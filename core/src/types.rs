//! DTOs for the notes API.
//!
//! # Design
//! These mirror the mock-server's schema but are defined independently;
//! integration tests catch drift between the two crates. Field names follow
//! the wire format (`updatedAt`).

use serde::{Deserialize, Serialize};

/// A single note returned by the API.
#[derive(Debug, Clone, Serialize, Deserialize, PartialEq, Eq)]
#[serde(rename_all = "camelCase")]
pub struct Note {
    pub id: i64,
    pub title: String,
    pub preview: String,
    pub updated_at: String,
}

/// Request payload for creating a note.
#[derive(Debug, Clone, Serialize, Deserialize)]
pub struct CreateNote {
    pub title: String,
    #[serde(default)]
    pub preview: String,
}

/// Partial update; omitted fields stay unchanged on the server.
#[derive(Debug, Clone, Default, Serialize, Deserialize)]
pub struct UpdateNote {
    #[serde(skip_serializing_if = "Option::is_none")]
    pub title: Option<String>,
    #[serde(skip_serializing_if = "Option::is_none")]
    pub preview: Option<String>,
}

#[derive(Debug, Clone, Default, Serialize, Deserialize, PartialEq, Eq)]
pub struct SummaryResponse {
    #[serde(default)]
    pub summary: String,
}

══════

[DIRECTIONS FOR THIS TASK]:
Each line of the material that has the word "PartialEq" belongs in the answer.

[SOLUTION TO THIS EXERCISE]:
#[derive(Debug, Clone, Serialize, Deserialize, PartialEq, Eq)]
#[derive(Debug, Clone, Default, Serialize, Deserialize, PartialEq, Eq)]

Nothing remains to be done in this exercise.